7. The Hon'bleMadrasHigh Court has pointed out in the case of Apsara Talkies, that valuer's estimate on the cost of consideration could not be taken as sacrosanct. The Court has further observed that a valuation is, even in the most expert hands, and inexact instrument of measurement. It is only an estimate and no two valuers will agree on the same subject. This indicates that on the mere report of a Valuation Officer, the ITO cannot build up a case that something more than the stated consideration had passed between the parties. In order to build up a case of that type, the ITO has to go beyond that and establish after necessary enquiries and on acceptable documentary evidence that the stated consideration was not the real consideration.

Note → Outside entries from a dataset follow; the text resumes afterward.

// SPDX-License-Identifier: Apache-2.0 OR MIT
// Copyright (c) 2025-2026 naskel.com

//! Periodic flush timer.

use super::Shared;
use crossbeam::channel::{self, RecvTimeoutError, Sender};
use std::io;
use std::sync::Weak;
use std::thread::JoinHandle;
use std::time::Duration;

/// Requests a periodic-buffer flush from the worker every `interval`.
///
/// The timer never flushes by itself; it only enqueues work, so flushes stay
/// ordered with registrations and dispatches.
pub(super) struct FlushTimer {
    // dropping the sender stops the thread
    stop: Option<Sender<()>>,
    handle: Option<JoinHandle<()>>,
}

impl FlushTimer {
    pub(super) fn start(interval: Duration, shared: Weak<Shared>) -> io::Result<Self> {
        let (stop_tx, stop_rx) = channel::bounded::<()>(1);

        let handle = std::thread::Builder::new()
            .name("coherence-flush".into())
            .spawn(move || {
                loop {
                    match stop_rx.recv_timeout(interval) {
                        Err(RecvTimeoutError::Timeout) => {}
                        Ok(()) | Err(RecvTimeoutError::Disconnected) => break,
                    }
                    let Some(shared) = shared.upgrade() else {
                        break;
                    };
                    shared.request_flush();
                }
                log::debug!("[FLUSH] timer stopped");
            })?;

        Ok(Self {
            stop: Some(stop_tx),
            handle: Some(handle),
        })
    }

    pub(super) fn stop(mut self) {
        self.halt();
    }

    fn halt(&mut self) {
        drop(self.stop.take());
        if let Some(handle) = self.handle.take() {
            if handle.join().is_err() {
                log::error!("[FLUSH] timer thread panicked");
            }
        }
    }
}

impl Drop for FlushTimer {
    fn drop(&mut self) {
        self.halt();
    }
}
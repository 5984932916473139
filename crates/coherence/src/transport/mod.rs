// SPDX-License-Identifier: Apache-2.0 OR MIT
// Copyright (c) 2025-2026 naskel.com

//! Transport adapter SPI.
//!
//! A [`TransportAdapter`] moves opaque byte payloads for a named subject.
//! Delivery is at-least-once and unordered across subjects. Concrete broker
//! clients live outside this crate; [`loopback`] provides an in-process bus
//! and [`dual`] composes two adapters with duplicate suppression.

pub mod dedup;
pub mod dual;
pub mod loopback;

pub use dedup::{DuplicateWindow, MessageIdentity};
pub use dual::{DualAdapterFactory, DualDedupAdapter, DualStats};
pub use loopback::{LoopbackAdapter, LoopbackBus, LoopbackFactory};

use crate::error::Result;
use std::sync::Arc;

/// Callback invoked by an adapter for each payload received on a subject.
/// Runs on an adapter-owned thread; must not block.
pub type ReceiveHandler = Arc<dyn Fn(&str, &[u8]) + Send + Sync>;

/// Sends and receives byte payloads for named subjects.
pub trait TransportAdapter: Send + Sync {
    /// Send one payload. Must not block indefinitely; failures are returned.
    fn send(&self, subject: &str, payload: &[u8]) -> Result<()>;

    /// Install the handler for inbound payloads on `subject`.
    fn set_receive_handler(&self, subject: &str, handler: ReceiveHandler) -> Result<()>;

    /// Release all resources. Idempotent.
    fn shutdown(&self);
}

/// Creates one adapter per subject.
pub trait AdapterFactory: Send + Sync {
    fn create_adapter(&self, subject: &str) -> Result<Arc<dyn TransportAdapter>>;

    /// Called once when the owning manager shuts down.
    fn shutdown(&self) {}
}
// SPDX-License-Identifier: Apache-2.0 OR MIT
// Copyright (c) 2025-2026 naskel.com

//! Field values and row keys.

use std::collections::BTreeMap;
use std::fmt;
use std::hash::{Hash, Hasher};

/// A single field value carried in a row key or used as a source shard value.
#[derive(Debug, Clone)]
pub enum Value {
    Null,
    Bool(bool),
    Int(i64),
    Float(f64),
    Str(String),
    Bytes(Vec<u8>),
    /// Milliseconds since the Unix epoch (as-of / versioning columns).
    Timestamp(i64),
}

impl Value {
    pub fn is_null(&self) -> bool {
        matches!(self, Value::Null)
    }

    fn discriminant(&self) -> u8 {
        match self {
            Value::Null => 0,
            Value::Bool(_) => 1,
            Value::Int(_) => 2,
            Value::Float(_) => 3,
            Value::Str(_) => 4,
            Value::Bytes(_) => 5,
            Value::Timestamp(_) => 6,
        }
    }
}

// Floats compare by bit pattern so that row keys can live in hash sets.
impl PartialEq for Value {
    fn eq(&self, other: &Self) -> bool {
        match (self, other) {
            (Value::Null, Value::Null) => true,
            (Value::Bool(a), Value::Bool(b)) => a == b,
            (Value::Int(a), Value::Int(b)) => a == b,
            (Value::Float(a), Value::Float(b)) => a.to_bits() == b.to_bits(),
            (Value::Str(a), Value::Str(b)) => a == b,
            (Value::Bytes(a), Value::Bytes(b)) => a == b,
            (Value::Timestamp(a), Value::Timestamp(b)) => a == b,
            _ => false,
        }
    }
}

impl Eq for Value {}

impl Hash for Value {
    fn hash<H: Hasher>(&self, state: &mut H) {
        self.discriminant().hash(state);
        match self {
            Value::Null => {}
            Value::Bool(b) => b.hash(state),
            Value::Int(i) | Value::Timestamp(i) => i.hash(state),
            Value::Float(f) => f.to_bits().hash(state),
            Value::Str(s) => s.hash(state),
            Value::Bytes(b) => b.hash(state),
        }
    }
}

impl fmt::Display for Value {
    fn fmt(&self, f: &mut fmt::Formatter<'_>) -> fmt::Result {
        match self {
            Value::Null => write!(f, "NULL"),
            Value::Bool(b) => write!(f, "{}", b),
            Value::Int(i) => write!(f, "{}", i),
            Value::Float(x) => write!(f, "{}", x),
            Value::Str(s) => write!(f, "'{}'", s),
            Value::Bytes(b) => write!(f, "<{} bytes>", b.len()),
            Value::Timestamp(ms) => write!(f, "@{}", ms),
        }
    }
}

impl From<i64> for Value {
    fn from(v: i64) -> Self {
        Value::Int(v)
    }
}

impl From<i32> for Value {
    fn from(v: i32) -> Self {
        Value::Int(i64::from(v))
    }
}

impl From<f64> for Value {
    fn from(v: f64) -> Self {
        Value::Float(v)
    }
}

impl From<bool> for Value {
    fn from(v: bool) -> Self {
        Value::Bool(v)
    }
}

impl From<&str> for Value {
    fn from(v: &str) -> Self {
        Value::Str(v.to_string())
    }
}

impl From<String> for Value {
    fn from(v: String) -> Self {
        Value::Str(v)
    }
}

impl From<Vec<u8>> for Value {
    fn from(v: Vec<u8>) -> Self {
        Value::Bytes(v)
    }
}

/// Minimal identity of a cached object: primary-key fields plus any
/// as-of/versioning fields, keyed by field name.
#[derive(Debug, Clone, Default, PartialEq, Eq, Hash)]
pub struct RowKey {
    fields: BTreeMap<String, Value>,
}

impl RowKey {
    pub fn new() -> Self {
        Self::default()
    }

    /// Builder-style field insertion.
    pub fn with(mut self, name: impl Into<String>, value: impl Into<Value>) -> Self {
        self.fields.insert(name.into(), value.into());
        self
    }

    pub fn insert(&mut self, name: impl Into<String>, value: impl Into<Value>) {
        self.fields.insert(name.into(), value.into());
    }

    pub fn get(&self, name: &str) -> Option<&Value> {
        self.fields.get(name)
    }

    pub fn len(&self) -> usize {
        self.fields.len()
    }

    pub fn is_empty(&self) -> bool {
        self.fields.is_empty()
    }

    pub fn iter(&self) -> impl Iterator<Item = (&str, &Value)> {
        self.fields.iter().map(|(k, v)| (k.as_str(), v))
    }

    /// Restrict the key to `names`. Returns `None` if any name is missing.
    pub fn project(&self, names: &[String]) -> Option<RowKey> {
        let mut out = RowKey::new();
        for name in names {
            let value = self.fields.get(name)?;
            out.fields.insert(name.clone(), value.clone());
        }
        Some(out)
    }
}

impl fmt::Display for RowKey {
    fn fmt(&self, f: &mut fmt::Formatter<'_>) -> fmt::Result {
        write!(f, "{{")?;
        for (i, (name, value)) in self.fields.iter().enumerate() {
            if i > 0 {
                write!(f, ", ")?;
            }
            write!(f, "{}={}", name, value)?;
        }
        write!(f, "}}")
    }
}
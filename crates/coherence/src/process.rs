// SPDX-License-Identifier: Apache-2.0 OR MIT
// Copyright (c) 2025-2026 naskel.com

//! Process identity used for loop prevention and message identities.
//!
//! The numeric id is an FNV-1a hash of `host:pid:start_millis`, so two
//! restarts of the same OS process on the same host never collide.

use std::net::IpAddr;
use std::sync::OnceLock;
use std::time::{SystemTime, UNIX_EPOCH};

const FNV_OFFSET_BASIS: u64 = 0xcbf2_9ce4_8422_2325;
const FNV_PRIME: u64 = 0x0000_0100_0000_01b3;

fn fnv1a64(bytes: &[u8]) -> u64 {
    let mut hash = FNV_OFFSET_BASIS;
    for &b in bytes {
        hash ^= u64::from(b);
        hash = hash.wrapping_mul(FNV_PRIME);
    }
    hash
}

/// Stable identity of one running process.
#[derive(Debug, Clone, PartialEq, Eq, Hash)]
pub struct ProcessIdentity {
    host_address: String,
    os_pid: u32,
    start_millis: u64,
    process_name: String,
    id: u64,
}

impl ProcessIdentity {
    /// Build an identity from explicit parts.
    pub fn new(host_address: impl Into<String>, os_pid: u32, start_millis: u64) -> Self {
        let host_address = host_address.into();
        let process_name = format!("{}:{}:{}", host_address, os_pid, start_millis);
        let mut id = fnv1a64(process_name.as_bytes());
        // zero means "no process" on the wire
        if id == 0 {
            id = 1;
        }
        Self {
            host_address,
            os_pid,
            start_millis,
            process_name,
            id,
        }
    }

    /// Identity of the current OS process, computed once.
    pub fn current() -> &'static ProcessIdentity {
        static CURRENT: OnceLock<ProcessIdentity> = OnceLock::new();
        CURRENT.get_or_init(|| {
            let start = SystemTime::now()
                .duration_since(UNIX_EPOCH)
                .map(|d| d.as_millis() as u64)
                .unwrap_or(0);
            Self::new(local_host_address(), std::process::id(), start)
        })
    }

    pub fn host_address(&self) -> &str {
        &self.host_address
    }

    pub fn os_pid(&self) -> u32 {
        self.os_pid
    }

    pub fn start_millis(&self) -> u64 {
        self.start_millis
    }

    /// Human-readable `host:pid:start` string carried in batch headers.
    pub fn process_name(&self) -> &str {
        &self.process_name
    }

    /// Numeric id compared for loop prevention.
    pub fn id(&self) -> u64 {
        self.id
    }
}

fn local_host_address() -> String {
    match local_ip_address::local_ip() {
        Ok(ip) => ip.to_string(),
        Err(e) => {
            log::debug!("[PROCESS] local_ip() failed ({}), using loopback", e);
            IpAddr::from([127, 0, 0, 1]).to_string()
        }
    }
}

#[cfg(test)]
mod tests {
    use super::*;

    #[test]
    fn test_same_parts_same_id() {
        let a = ProcessIdentity::new("10.0.0.1", 42, 1_700_000_000_000);
        let b = ProcessIdentity::new("10.0.0.1", 42, 1_700_000_000_000);
        assert_eq!(a.id(), b.id());
        assert_eq!(a.process_name(), "10.0.0.1:42:1700000000000");
    }

    #[test]
    fn test_restart_changes_id() {
        let a = ProcessIdentity::new("10.0.0.1", 42, 1_700_000_000_000);
        let b = ProcessIdentity::new("10.0.0.1", 42, 1_700_000_000_001);
        assert_ne!(a.id(), b.id());
    }

    #[test]
    fn test_current_is_stable() {
        let a = ProcessIdentity::current();
        let b = ProcessIdentity::current();
        assert_eq!(a.id(), b.id());
        assert_eq!(a.os_pid(), std::process::id());
        assert_ne!(a.id(), 0);
    }
}
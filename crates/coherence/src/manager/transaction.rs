// SPDX-License-Identifier: Apache-2.0 OR MIT
// Copyright (c) 2025-2026 naskel.com

//! Transactional event buffers and completion tickets.

use super::NotificationManager;
use crate::error::{Error, Result};
use crate::event::NotificationEvent;
use crossbeam::channel::Receiver;
use std::collections::HashMap;
use std::thread::ThreadId;

/// Events buffered for one unit of work.
///
/// Nothing is sent until [`commit`](Self::commit). Dropping the transaction
/// (or calling [`rollback`](Self::rollback)) discards the buffered events.
pub struct NotificationTransaction<'a> {
    manager: &'a NotificationManager,
    events: HashMap<String, Vec<NotificationEvent>>,
    len: usize,
}

impl<'a> NotificationTransaction<'a> {
    pub(super) fn new(manager: &'a NotificationManager) -> Self {
        Self {
            manager,
            events: HashMap::new(),
            len: 0,
        }
    }

    /// Buffer `event` for `destination` (a subject).
    pub fn record_event(&mut self, destination: &str, event: NotificationEvent) {
        self.events
            .entry(destination.to_string())
            .or_default()
            .push(event);
        self.len += 1;
    }

    pub fn len(&self) -> usize {
        self.len
    }

    pub fn is_empty(&self) -> bool {
        self.len == 0
    }

    /// Hand the buffered events to the worker for sending.
    ///
    /// Send failures are reported through the returned ticket.
    pub fn commit(mut self) -> Result<CompletionTicket> {
        let events = std::mem::take(&mut self.events);
        let len = std::mem::take(&mut self.len);
        if len == 0 {
            return Ok(CompletionTicket::completed());
        }
        let ticket = self
            .manager
            .broadcast(events, self.manager.identity().id())?;
        self.manager.count_recorded(len);
        Ok(ticket)
    }

    pub fn rollback(self) {}
}

impl Drop for NotificationTransaction<'_> {
    fn drop(&mut self) {
        if self.len > 0 {
            log::debug!(
                "[MANAGER] transaction rolled back, {} event(s) discarded",
                self.len
            );
        }
    }
}

enum TicketState {
    Ready,
    Pending {
        reply: Receiver<Result<()>>,
        worker: ThreadId,
    },
}

/// Completion handle for work submitted to the ordered worker.
#[must_use = "a ticket reports send failures only when waited on"]
pub struct CompletionTicket {
    state: TicketState,
}

impl CompletionTicket {
    pub(super) fn completed() -> Self {
        Self {
            state: TicketState::Ready,
        }
    }

    pub(super) fn pending(reply: Receiver<Result<()>>, worker: ThreadId) -> Self {
        Self {
            state: TicketState::Pending { reply, worker },
        }
    }

    /// Block until the worker has processed the submitted work.
    pub fn wait(self) -> Result<()> {
        match self.state {
            TicketState::Ready => Ok(()),
            TicketState::Pending { reply, worker } => {
                if std::thread::current().id() == worker {
                    return Err(Error::WouldDeadlock("CompletionTicket::wait"));
                }
                match reply.recv() {
                    Ok(result) => result,
                    Err(_) => Err(Error::WorkerDisconnected),
                }
            }
        }
    }

    /// True once the worker has answered (or there was nothing to do).
    pub fn is_complete(&self) -> bool {
        match &self.state {
            TicketState::Ready => true,
            TicketState::Pending { reply, .. } => !reply.is_empty(),
        }
    }
}
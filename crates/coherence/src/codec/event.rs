// SPDX-License-Identifier: Apache-2.0 OR MIT
// Copyright (c) 2025-2026 naskel.com

//! Event payload encoding.
//!
//! ```text
//! entity (str16) | kind (1) | row_count (4) | rows...
//! | has_columns (1) [ col_count (2) | name (str16)... ]
//! | has_predicate (1) [ text (str32) ]
//! | has_source (1) [ value ]
//!
//! row   = field_count (2) | ( name (str16) | value )...
//! value = tag (1) | payload
//! ```

use super::header::{read_str16, write_str16};
use super::CodecError;
use crate::event::{ColumnRef, NotificationEvent, OperationKind, RowKey, Value};
use crate::predicate::Predicate;
use byteorder::{BigEndian, ReadBytesExt, WriteBytesExt};
use std::io::{Cursor, Read, Write};

const TAG_NULL: u8 = 0;
const TAG_BOOL: u8 = 1;
const TAG_INT: u8 = 2;
const TAG_FLOAT: u8 = 3;
const TAG_STR: u8 = 4;
const TAG_BYTES: u8 = 5;
const TAG_TIMESTAMP: u8 = 6;

pub(crate) fn write_event<W: Write>(w: &mut W, event: &NotificationEvent) -> Result<(), CodecError> {
    write_str16(w, event.entity(), "entity name")?;
    w.write_u8(event.kind().code())?;

    w.write_u32::<BigEndian>(event.rows().len() as u32)?;
    for row in event.rows() {
        write_row_key(w, row)?;
    }

    match event.updated_columns() {
        Some(columns) => {
            w.write_u8(1)?;
            let count = u16::try_from(columns.len()).map_err(|_| CodecError::TooLong {
                what: "updated column list",
                len: columns.len(),
            })?;
            w.write_u16::<BigEndian>(count)?;
            for column in columns {
                write_str16(w, column.name(), "column name")?;
            }
        }
        None => w.write_u8(0)?,
    }

    match event.mass_delete_predicate() {
        Some(predicate) => {
            w.write_u8(1)?;
            write_bytes32(w, predicate.as_str().as_bytes())?;
        }
        None => w.write_u8(0)?,
    }

    match event.source() {
        Some(value) => {
            w.write_u8(1)?;
            write_value(w, value)?;
        }
        None => w.write_u8(0)?,
    }
    Ok(())
}

pub(crate) fn read_event<R: Read>(r: &mut R) -> Result<NotificationEvent, CodecError> {
    let entity = read_str16(r)?;
    let code = r.read_u8()?;
    let kind = OperationKind::from_code(code).ok_or(CodecError::UnknownOperation(code))?;

    let row_count = r.read_u32::<BigEndian>()? as usize;
    // cap preallocation; every row needs at least two bytes
    let mut rows = Vec::with_capacity(row_count.min(1024));
    for _ in 0..row_count {
        rows.push(read_row_key(r)?);
    }

    let updated_columns = if read_flag(r)? {
        let count = r.read_u16::<BigEndian>()? as usize;
        let mut columns = Vec::with_capacity(count);
        for _ in 0..count {
            columns.push(ColumnRef::new(read_str16(r)?));
        }
        Some(columns)
    } else {
        None
    };

    let mass_delete_predicate = if read_flag(r)? {
        let text = String::from_utf8(read_bytes32(r)?).map_err(|_| CodecError::InvalidUtf8)?;
        Some(Predicate::parse(&text)?)
    } else {
        None
    };

    let source = if read_flag(r)? {
        Some(read_value(r)?)
    } else {
        None
    };

    Ok(NotificationEvent::from_parts(
        entity,
        kind,
        rows,
        updated_columns,
        mass_delete_predicate,
        source,
    ))
}

/// Decode one event that must occupy `payload` exactly.
pub(crate) fn read_event_exact(payload: &[u8]) -> Result<NotificationEvent, CodecError> {
    let mut cursor = Cursor::new(payload);
    let event = read_event(&mut cursor)?;
    let remaining = payload.len() - cursor.position() as usize;
    if remaining != 0 {
        return Err(CodecError::TrailingBytes(remaining));
    }
    Ok(event)
}

/// Serialize a row key on its own (also used by durable stores).
pub fn encode_row_key(row: &RowKey) -> Result<Vec<u8>, CodecError> {
    let mut buf = Vec::with_capacity(16 * row.len());
    write_row_key(&mut buf, row)?;
    Ok(buf)
}

pub fn decode_row_key(bytes: &[u8]) -> Result<RowKey, CodecError> {
    let mut cursor = Cursor::new(bytes);
    let row = read_row_key(&mut cursor)?;
    let remaining = bytes.len() - cursor.position() as usize;
    if remaining != 0 {
        return Err(CodecError::TrailingBytes(remaining));
    }
    Ok(row)
}

fn write_row_key<W: Write>(w: &mut W, row: &RowKey) -> Result<(), CodecError> {
    let count = u16::try_from(row.len()).map_err(|_| CodecError::TooLong {
        what: "row key",
        len: row.len(),
    })?;
    w.write_u16::<BigEndian>(count)?;
    for (name, value) in row.iter() {
        write_str16(w, name, "field name")?;
        write_value(w, value)?;
    }
    Ok(())
}

fn read_row_key<R: Read>(r: &mut R) -> Result<RowKey, CodecError> {
    let count = r.read_u16::<BigEndian>()?;
    let mut row = RowKey::new();
    for _ in 0..count {
        let name = read_str16(r)?;
        let value = read_value(r)?;
        row.insert(name, value);
    }
    Ok(row)
}

fn write_value<W: Write>(w: &mut W, value: &Value) -> Result<(), CodecError> {
    match value {
        Value::Null => w.write_u8(TAG_NULL)?,
        Value::Bool(b) => {
            w.write_u8(TAG_BOOL)?;
            w.write_u8(u8::from(*b))?;
        }
        Value::Int(i) => {
            w.write_u8(TAG_INT)?;
            w.write_i64::<BigEndian>(*i)?;
        }
        Value::Float(f) => {
            w.write_u8(TAG_FLOAT)?;
            w.write_f64::<BigEndian>(*f)?;
        }
        Value::Str(s) => {
            w.write_u8(TAG_STR)?;
            write_bytes32(w, s.as_bytes())?;
        }
        Value::Bytes(b) => {
            w.write_u8(TAG_BYTES)?;
            write_bytes32(w, b)?;
        }
        Value::Timestamp(ms) => {
            w.write_u8(TAG_TIMESTAMP)?;
            w.write_i64::<BigEndian>(*ms)?;
        }
    }
    Ok(())
}

fn read_value<R: Read>(r: &mut R) -> Result<Value, CodecError> {
    let tag = r.read_u8()?;
    Ok(match tag {
        TAG_NULL => Value::Null,
        TAG_BOOL => Value::Bool(r.read_u8()? != 0),
        TAG_INT => Value::Int(r.read_i64::<BigEndian>()?),
        TAG_FLOAT => Value::Float(r.read_f64::<BigEndian>()?),
        TAG_STR => {
            Value::Str(String::from_utf8(read_bytes32(r)?).map_err(|_| CodecError::InvalidUtf8)?)
        }
        TAG_BYTES => Value::Bytes(read_bytes32(r)?),
        TAG_TIMESTAMP => Value::Timestamp(r.read_i64::<BigEndian>()?),
        other => return Err(CodecError::UnknownValueTag(other)),
    })
}

fn read_flag<R: Read>(r: &mut R) -> Result<bool, CodecError> {
    match r.read_u8()? {
        0 => Ok(false),
        1 => Ok(true),
        other => Err(CodecError::InvalidFlag(other)),
    }
}

fn write_bytes32<W: Write>(w: &mut W, bytes: &[u8]) -> Result<(), CodecError> {
    let len = u32::try_from(bytes.len()).map_err(|_| CodecError::TooLong {
        what: "byte string",
        len: bytes.len(),
    })?;
    w.write_u32::<BigEndian>(len)?;
    w.write_all(bytes)?;
    Ok(())
}

fn read_bytes32<R: Read>(r: &mut R) -> Result<Vec<u8>, CodecError> {
    let len = r.read_u32::<BigEndian>()? as usize;
    let mut buf = Vec::with_capacity(len.min(64 * 1024));
    r.take(len as u64).read_to_end(&mut buf)?;
    if buf.len() != len {
        return Err(CodecError::Io(std::io::Error::new(
            std::io::ErrorKind::UnexpectedEof,
            "byte string truncated",
        )));
    }
    Ok(buf)
}

#[cfg(test)]
mod tests {
    use super::*;

    #[test]
    fn test_every_value_tag() {
        let row = RowKey::new()
            .with("n", Value::Null)
            .with("b", true)
            .with("i", -7)
            .with("f", 2.25)
            .with("s", "héllo")
            .with("raw", vec![0u8, 1, 2])
            .with("asof", Value::Timestamp(1_700_000_000_000));
        let bytes = encode_row_key(&row).unwrap();
        assert_eq!(decode_row_key(&bytes).unwrap(), row);
    }

    #[test]
    fn test_unknown_operation_code() {
        let event = NotificationEvent::delete("Order", vec![RowKey::new().with("id", 1)]);
        let mut buf = Vec::new();
        write_event(&mut buf, &event).unwrap();
        // entity str16 = 2 + 5 bytes, kind follows
        buf[7] = 42;
        assert!(matches!(
            read_event_exact(&buf),
            Err(CodecError::UnknownOperation(42))
        ));
    }

    #[test]
    fn test_trailing_bytes_rejected() {
        let event = NotificationEvent::insert("Order", Vec::new());
        let mut buf = Vec::new();
        write_event(&mut buf, &event).unwrap();
        buf.push(0);
        assert!(matches!(
            read_event_exact(&buf),
            Err(CodecError::TrailingBytes(1))
        ));
    }

    #[test]
    fn test_invalid_predicate_text() {
        let event = NotificationEvent::mass_delete("Order", Some(Predicate::parse("id = 1").unwrap()));
        let mut buf = Vec::new();
        write_event(&mut buf, &event).unwrap();
        let pos = buf.windows(6).position(|w| w == b"id = 1").unwrap();
        buf[pos + 3] = b'@';
        assert!(matches!(
            read_event_exact(&buf),
            Err(CodecError::InvalidPredicate(_))
        ));
    }
}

8. It is pertinent to note that there was no delay merely because the two parties wanted to understate the consideration shown in the agreement for sale and purchase because the registration took time in view of the minors' involved in the transaction on whose behalf their father and natural guardian had to obtain permission under the Hindu Minority Act from the concerned authorities. It is very important to note that another authority established by the law under the same statute has found after enquiry that there was no case for acquisition of the property as the consideration stated was acceptable.
9. It is important to note that the plot on which the property was constructed was 'Shemukhiya' which is not considered as auspicious generally by the public and the superstructure on it being old the consideration paid or for that matter the fair market value of the property would not be comparable to other properties even in the same locality built up on regular plots. In fact, this aspect of the matter was recognised and taken note of even by the Valuation Officer. In our considered opinion, therefore, on the entirety of the facts of the case, there is no justification for making the addition of Rs. 47,500 merely because there was difference between the valuation determined by the Valuation Officer and the consideration stated in the instrument of transfer. We, therefore, delete the addition and allow the appeal of the assessee. Appeal allowed.